968. Binary Tree Cameras

Given a binary tree, we install cameras on the nodes of the tree. 

Each camera at a node can monitor its parent, itself, and its immediate children.

Calculate the minimum number of cameras needed to monitor all nodes of the tree.

 

Example 1:

Input: [0,0,null,0,0]
Output: 1
Explanation: One camera is enough to monitor all nodes if placed as shown.

Example 2:

Input: [0,0,null,0,null,0,null,null,0]
Output: 2
Explanation: At least two cameras are needed to monitor all nodes of the tree. The above image shows one of the valid configurations of camera placement.

Note:

1. The number of nodes in the given tree will be in the range [1, 1000].
2. Every node has value 0。

/**
 * Definition for a binary tree node.
 * struct TreeNode {
 *     int val;
 *     TreeNode *left;
 *     TreeNode *right;
 *     TreeNode(int x) : val(x), left(NULL), right(NULL) {}
 * };
 */
/**
 * Definition for a binary tree node.
 * struct TreeNode {
 *     int val;
 *     TreeNode *left;
 *     TreeNode *right;
 *     TreeNode(int x) : val(x), left(NULL), right(NULL) {}
 * };
 */
/*使用深度优先搜索，从叶节点开始遍历。深度优先搜索函数参数为根节点，返回值一个枚举类，分别是camera（该节点有相机），covered（该节点没有相机但被覆盖），None（该节点没有相机也没有被覆盖）。先判断该节点的两个子节点是否有None状态，如果有，则该节点为camera，相机数+1；再判断该节点的子节点是否有camera状态，如果有，则该节点状态为covered，否则该节点为None状态。

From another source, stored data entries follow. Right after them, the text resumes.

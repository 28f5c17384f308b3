pub mod markdown;
pub mod sitemap;

use std::fs;
use std::path::Path;
use std::time::Instant;

use serde::Serialize;

use crate::api::PostSource;
use crate::config::{RunConfig, SiteConfig};
use crate::content::{self, Post};
use crate::error::{BlogError, Result};
use crate::output::{human, CommandOutput};
use crate::templates;

pub struct GenerateOptions {
    /// Print a line for every file written.
    pub report_progress: bool,
}

/// What a run wrote, relative to the output directory.
#[derive(Debug, Serialize)]
pub struct GenerateStats {
    pub post_page: String,
    pub index_page: String,
    pub sitemap: String,
    pub post_count: usize,
    pub duration_ms: u64,
}

impl CommandOutput for GenerateStats {
    fn human_display(&self) -> String {
        format!(
            "Generated {}, {} and {} ({} post{}) in {:.1}s",
            self.post_page,
            self.index_page,
            self.sitemap,
            self.post_count,
            if self.post_count == 1 { "" } else { "s" },
            self.duration_ms as f64 / 1000.0
        )
    }
}

/// Render one post into a complete HTML page.
///
/// Title, author and excerpt are inserted without escaping; the API is the
/// same trusted source that authored them.
pub fn render_post(config: &SiteConfig, post: &Post) -> Result<String> {
    let content_html = markdown::markdown_to_html(&post.content_markdown);
    let date = content::format_long_date(post.published_at.as_deref())?;

    Ok(templates::substitute(
        templates::POST_TEMPLATE,
        &[
            ("{{TITLE}}", post.title.as_str()),
            ("{{AUTHOR}}", post.author.as_str()),
            ("{{DATE}}", date.as_str()),
            ("{{CONTENT}}", content_html.as_str()),
            ("{{SLUG}}", post.slug.as_str()),
            ("{{EXCERPT}}", post.excerpt_or_empty()),
            ("{{SITE_URL}}", config.base_url()),
        ],
    ))
}

/// Render the blog index. `posts` is sorted newest first in place.
pub fn render_index(config: &SiteConfig, posts: &mut [Post]) -> Result<String> {
    content::sort_newest_first(posts);

    let listing = if posts.is_empty() {
        templates::EMPTY_LISTING.to_string()
    } else {
        let mut html = String::new();
        for post in posts.iter() {
            let date = content::format_long_date(post.published_at.as_deref())?;
            html.push_str(&templates::post_card(
                &post.slug,
                &post.title,
                &post.author,
                &date,
                post.excerpt_or_empty(),
            ));
        }
        html
    };
    let count = posts.len().to_string();

    Ok(templates::substitute(
        templates::INDEX_TEMPLATE,
        &[
            ("{{POSTS}}", listing.as_str()),
            ("{{POST_COUNT}}", count.as_str()),
            ("{{SITE_URL}}", config.base_url()),
        ],
    ))
}

/// Fetch the configured post and the full listing, then write the post page,
/// the blog index and the sitemap. Stops at the first error; files already
/// written stay in place.
pub fn generate(
    config: &RunConfig,
    source: &dyn PostSource,
    opts: &GenerateOptions,
) -> Result<GenerateStats> {
    let start = Instant::now();
    let site = &config.site;

    tracing::info!("Fetching post {}", config.slug);
    let post = source.fetch_post(&config.slug)?;

    let blog_dir = config.blog_dir();
    fs::create_dir_all(&blog_dir).map_err(|source| BlogError::Write {
        path: blog_dir.clone(),
        source,
    })?;

    let post_page = post.page_path();
    write_file(&config.output_dir.join(&post_page), &render_post(site, &post)?)?;
    if opts.report_progress {
        human::success(&format!("Generated {post_page}"));
    }

    tracing::info!("Fetching post listing");
    let mut posts = source.fetch_posts()?;

    let index_page = "blog/index.html".to_string();
    write_file(
        &config.output_dir.join(&index_page),
        &render_index(site, &mut posts)?,
    )?;
    if opts.report_progress {
        human::success(&format!(
            "Updated {index_page} with {} posts",
            posts.len()
        ));
    }

    let sitemap_path = "sitemap.xml".to_string();
    write_file(
        &config.output_dir.join(&sitemap_path),
        &sitemap::generate_sitemap(site, &posts)?,
    )?;
    if opts.report_progress {
        human::success(&format!(
            "Updated {sitemap_path} with {} blog posts",
            posts.len()
        ));
    }

    Ok(GenerateStats {
        post_page,
        index_page,
        sitemap: sitemap_path,
        post_count: posts.len(),
        duration_ms: start.elapsed().as_millis() as u64,
    })
}

fn write_file(path: &Path, contents: &str) -> Result<()> {
    tracing::debug!("Writing {}", path.display());
    fs::write(path, contents).map_err(|source| BlogError::Write {
        path: path.to_path_buf(),
        source,
    })
}
pub fn base_url() -> String {
    "https://vantage-cto.com".to_string()
}

/// Last modification date advertised for the site root in the sitemap.
pub fn root_lastmod() -> String {
    "2026-02-19".to_string()
}

pub fn user_agent() -> String {
    format!("vantage-blog/{}", env!("CARGO_PKG_VERSION"))
}

pub fn output_dir() -> String {
    ".".to_string()
}
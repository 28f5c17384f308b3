pub mod defaults;

use std::path::{Path, PathBuf};

use chrono::NaiveDate;
use serde::{Deserialize, Serialize};

use crate::error::{BlogError, Result};

/// Site metadata, optionally loaded from a TOML file:
///
/// ```toml
/// [site]
/// base_url = "https://vantage-cto.com"
/// root_lastmod = "2026-02-19"
/// ```
#[derive(Debug, Clone, Serialize, Deserialize, Default)]
pub struct SiteConfig {
    #[serde(default)]
    pub site: SiteSection,
}

#[derive(Debug, Clone, Serialize, Deserialize)]
pub struct SiteSection {
    #[serde(default = "defaults::base_url")]
    pub base_url: String,
    #[serde(default = "defaults::root_lastmod")]
    pub root_lastmod: String,
    #[serde(default = "defaults::user_agent")]
    pub user_agent: String,
}

impl Default for SiteSection {
    fn default() -> Self {
        Self {
            base_url: defaults::base_url(),
            root_lastmod: defaults::root_lastmod(),
            user_agent: defaults::user_agent(),
        }
    }
}

impl SiteConfig {
    /// Load config from a TOML file.
    pub fn load(path: &Path) -> Result<Self> {
        if !path.exists() {
            return Err(BlogError::ConfigNotFound {
                path: path.to_path_buf(),
            });
        }
        let contents = std::fs::read_to_string(path)?;
        let config: SiteConfig =
            toml::from_str(&contents).map_err(|e| BlogError::ConfigInvalid {
                message: e.to_string(),
            })?;
        config.validate()?;
        Ok(config)
    }

    /// Load from `path` when given, otherwise use the built-in defaults.
    pub fn load_or_default(path: Option<&Path>) -> Result<Self> {
        match path {
            Some(p) => Self::load(p),
            None => Ok(Self::default()),
        }
    }

    fn validate(&self) -> Result<()> {
        if self.site.base_url.trim().is_empty() {
            return Err(BlogError::ConfigInvalid {
                message: "site.base_url must not be empty".into(),
            });
        }
        NaiveDate::parse_from_str(&self.site.root_lastmod, "%Y-%m-%d").map_err(|e| {
            BlogError::ConfigInvalid {
                message: format!(
                    "site.root_lastmod must be YYYY-MM-DD, got {:?}: {e}",
                    self.site.root_lastmod
                ),
            }
        })?;
        Ok(())
    }

    pub fn user_agent(&self) -> &str {
        &self.site.user_agent
    }

    /// Base URL without a trailing slash.
    pub fn base_url(&self) -> &str {
        self.site.base_url.trim_end_matches('/')
    }
}

/// Everything one generation run needs.
#[derive(Debug, Clone)]
pub struct RunConfig {
    pub api_url: String,
    pub slug: String,
    pub output_dir: PathBuf,
    pub site: SiteConfig,
}

impl RunConfig {
    pub fn new(api_url: &str, slug: &str, output_dir: impl Into<PathBuf>, site: SiteConfig) -> Self {
        Self {
            api_url: api_url.trim_end_matches('/').to_string(),
            slug: slug.to_string(),
            output_dir: output_dir.into(),
            site,
        }
    }

    pub fn blog_dir(&self) -> PathBuf {
        self.output_dir.join("blog")
    }
}

#[cfg(test)]
mod tests {
    use super::*;
    use std::fs;
    use tempfile::TempDir;

    #[test]
    fn test_defaults() {
        let config = SiteConfig::default();
        assert_eq!(config.base_url(), "https://vantage-cto.com");
        assert_eq!(config.site.root_lastmod, "2026-02-19");
        assert!(config.site.user_agent.starts_with("vantage-blog/"));
    }

    #[test]
    fn test_load_partial_file_fills_defaults() {
        let tmp = TempDir::new().unwrap();
        let path = tmp.path().join("blog.toml");
        fs::write(&path, "[site]\nbase_url = \"https://staging.example.com/\"\n").unwrap();
        let config = SiteConfig::load(&path).unwrap();
        assert_eq!(config.base_url(), "https://staging.example.com");
        assert_eq!(config.site.root_lastmod, "2026-02-19");
    }

    #[test]
    fn test_load_empty_file() {
        let tmp = TempDir::new().unwrap();
        let path = tmp.path().join("blog.toml");
        fs::write(&path, "").unwrap();
        let config = SiteConfig::load(&path).unwrap();
        assert_eq!(config.base_url(), "https://vantage-cto.com");
    }

    #[test]
    fn test_load_missing_file() {
        let err = SiteConfig::load(Path::new("/nonexistent/blog.toml")).unwrap_err();
        assert!(matches!(err, BlogError::ConfigNotFound { .. }));
    }

    #[test]
    fn test_load_rejects_bad_lastmod() {
        let tmp = TempDir::new().unwrap();
        let path = tmp.path().join("blog.toml");
        fs::write(&path, "[site]\nroot_lastmod = \"Feb 19\"\n").unwrap();
        let err = SiteConfig::load(&path).unwrap_err();
        assert!(matches!(err, BlogError::ConfigInvalid { .. }));
    }

    #[test]
    fn test_load_rejects_malformed_toml() {
        let tmp = TempDir::new().unwrap();
        let path = tmp.path().join("blog.toml");
        fs::write(&path, "[site\nbase_url = 1").unwrap();
        let err = SiteConfig::load(&path).unwrap_err();
        assert!(matches!(err, BlogError::ConfigInvalid { .. }));
    }

    #[test]
    fn test_load_or_default_without_path() {
        let config = SiteConfig::load_or_default(None).unwrap();
        assert_eq!(config.site.root_lastmod, defaults::root_lastmod());
    }

    #[test]
    fn test_run_config_trims_api_url() {
        let run = RunConfig::new("http://api.local/", "hello", "out", SiteConfig::default());
        assert_eq!(run.api_url, "http://api.local");
        assert_eq!(run.blog_dir(), PathBuf::from("out").join("blog"));
    }
}
//! Fixed page templates.
//!
//! Templates are compiled into the binary so they never ship as public files
//! on the site. Placeholders are `{{NAME}}` markers replaced textually.

pub const POST_TEMPLATE: &str = r#"<!DOCTYPE html>
<html lang="en" class="blog-page">
<head>
  <meta charset="UTF-8" />
  <meta name="viewport" content="width=device-width, initial-scale=1.0" />
  <meta name="description" content="{{EXCERPT}}" />
  <meta property="og:title" content="{{TITLE}} — VantageCTO Blog" />
  <meta property="og:description" content="{{EXCERPT}}" />
  <meta property="og:type" content="article" />
  <meta property="og:url" content="{{SITE_URL}}/blog/{{SLUG}}.html" />
  <meta name="twitter:card" content="summary" />
  <title>{{TITLE}} — VantageCTO Blog</title>
  <link rel="preconnect" href="https://fonts.googleapis.com" />
  <link rel="preconnect" href="https://fonts.gstatic.com" crossorigin />
  <link href="https://fonts.googleapis.com/css2?family=DM+Serif+Display:ital@0;1&family=Outfit:wght@400;500;700;800&family=IBM+Plex+Mono:wght@300;400&display=swap" rel="stylesheet" />
  <link rel="icon" type="image/svg+xml" href="/favicon.svg" />
  <link rel="stylesheet" href="/styles.css" />
  <link rel="canonical" href="{{SITE_URL}}/blog/{{SLUG}}.html" />
</head>
<body>

<nav id="navbar" class="scrolled" aria-label="Main navigation">
  <a class="logo" href="/">Vantage<span>CTO</span></a>
  <a class="nav-cta" href="/blog/">Blog</a>
</nav>

<main id="main-content">
  <div class="blog-header">
    <a href="/blog/" class="blog-back">&larr; BACK TO BLOG</a>
    <h1 class="blog-title">{{TITLE}}</h1>
    <div class="blog-meta">
      <span>{{AUTHOR}}</span>
      <span>{{DATE}}</span>
    </div>
  </div>
  <article class="blog-content">
    {{CONTENT}}
  </article>
</main>

<footer role="contentinfo">
  <p>&copy; 2026 <a href="/">VantageCTO</a> — All rights reserved.</p>
  <p>Built with conviction. <span style="color:var(--accent)">// blog</span></p>
</footer>

</body>
</html>
"#;

pub const INDEX_TEMPLATE: &str = r##"<!DOCTYPE html>
<html lang="en" class="blog-page">
<head>
  <meta charset="UTF-8" />
  <meta name="viewport" content="width=device-width, initial-scale=1.0" />
  <meta name="description" content="Insights for non-technical founders on startup strategy, technology decisions, and runway protection." />
  <meta property="og:title" content="Blog — VantageCTO" />
  <meta property="og:description" content="Insights for non-technical founders on startup strategy, technology decisions, and runway protection." />
  <meta property="og:type" content="website" />
  <meta property="og:url" content="{{SITE_URL}}/blog/" />
  <title>Blog — VantageCTO</title>
  <link rel="preconnect" href="https://fonts.googleapis.com" />
  <link rel="preconnect" href="https://fonts.gstatic.com" crossorigin />
  <link href="https://fonts.googleapis.com/css2?family=DM+Serif+Display:ital@0;1&family=Outfit:wght@400;500;700;800&family=IBM+Plex+Mono:wght@300;400&display=swap" rel="stylesheet" />
  <link rel="icon" type="image/svg+xml" href="/favicon.svg" />
  <link rel="stylesheet" href="/styles.css" />
  <link rel="canonical" href="{{SITE_URL}}/blog/" />
</head>
<body>

<nav id="navbar" class="scrolled" aria-label="Main navigation">
  <a class="logo" href="/">Vantage<span>CTO</span></a>
  <a class="nav-cta" href="/#waitlist">Join Waitlist</a>
</nav>

<main id="main-content">
  <div class="blog-index-header">
    <p class="section-label">// VantageCTO Blog</p>
    <h1 class="blog-index-title">Insights for Founders</h1>
    <p class="blog-index-sub">Strategic thinking before the spend. {{POST_COUNT}} articles.</p>
  </div>
  <div class="blog-list">
    {{POSTS}}
  </div>
</main>

<footer role="contentinfo">
  <p>&copy; 2026 <a href="/">VantageCTO</a> — All rights reserved.</p>
  <p>Built with conviction. <span style="color:var(--accent)">// blog</span></p>
</footer>

</body>
</html>
"##;

pub const EMPTY_LISTING: &str = r#"<p class="blog-empty">No posts yet. Check back soon.</p>"#;

/// Replace each placeholder in order. Every occurrence is replaced, and a
/// placeholder that shows up inside an earlier value is replaced too.
pub fn substitute(template: &str, values: &[(&str, &str)]) -> String {
    values
        .iter()
        .fold(template.to_string(), |html, (placeholder, value)| {
            html.replace(placeholder, value)
        })
}

/// One entry of the blog listing. Values are inserted as-is.
pub fn post_card(slug: &str, title: &str, author: &str, date: &str, excerpt: &str) -> String {
    format!(
        r#"    <article class="blog-card">
      <a href="/blog/{slug}.html">
        <h2 class="blog-card-title">{title}</h2>
      </a>
      <div class="blog-card-meta">
        <span>{author}</span>
        <span>{date}</span>
      </div>
      <p class="blog-card-excerpt">{excerpt}</p>
      <a href="/blog/{slug}.html" class="blog-card-link">Read more &rarr;</a>
    </article>
"#
    )
}
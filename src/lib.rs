pub mod api;
pub mod build;
pub mod cli;
pub mod config;
pub mod content;
pub mod error;
pub mod output;
pub mod templates;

对于空节点，返回covered状态。如果根节点返回None状态，则相机数需+1；

*/
 

class Solution {
public:
    int minCameraCover(TreeNode* root) {
        State r_state = dfs(root);
        if(r_state == None)
        {
            ans++;
        }
        return ans;
    }
private:
    enum State{ None,Covered,Camera};
    int ans = 0;
    State dfs(TreeNode* root)
    {
        if(!root) return Covered;
        State lc = dfs(root->left);
        State rc = dfs(root->right);
        if(lc == None || rc == None)
        {
            ans++;
            return Camera;
        }
        if(lc == Camera || rc == Camera)
        {
            return Covered;
        }
        return None;
    }
};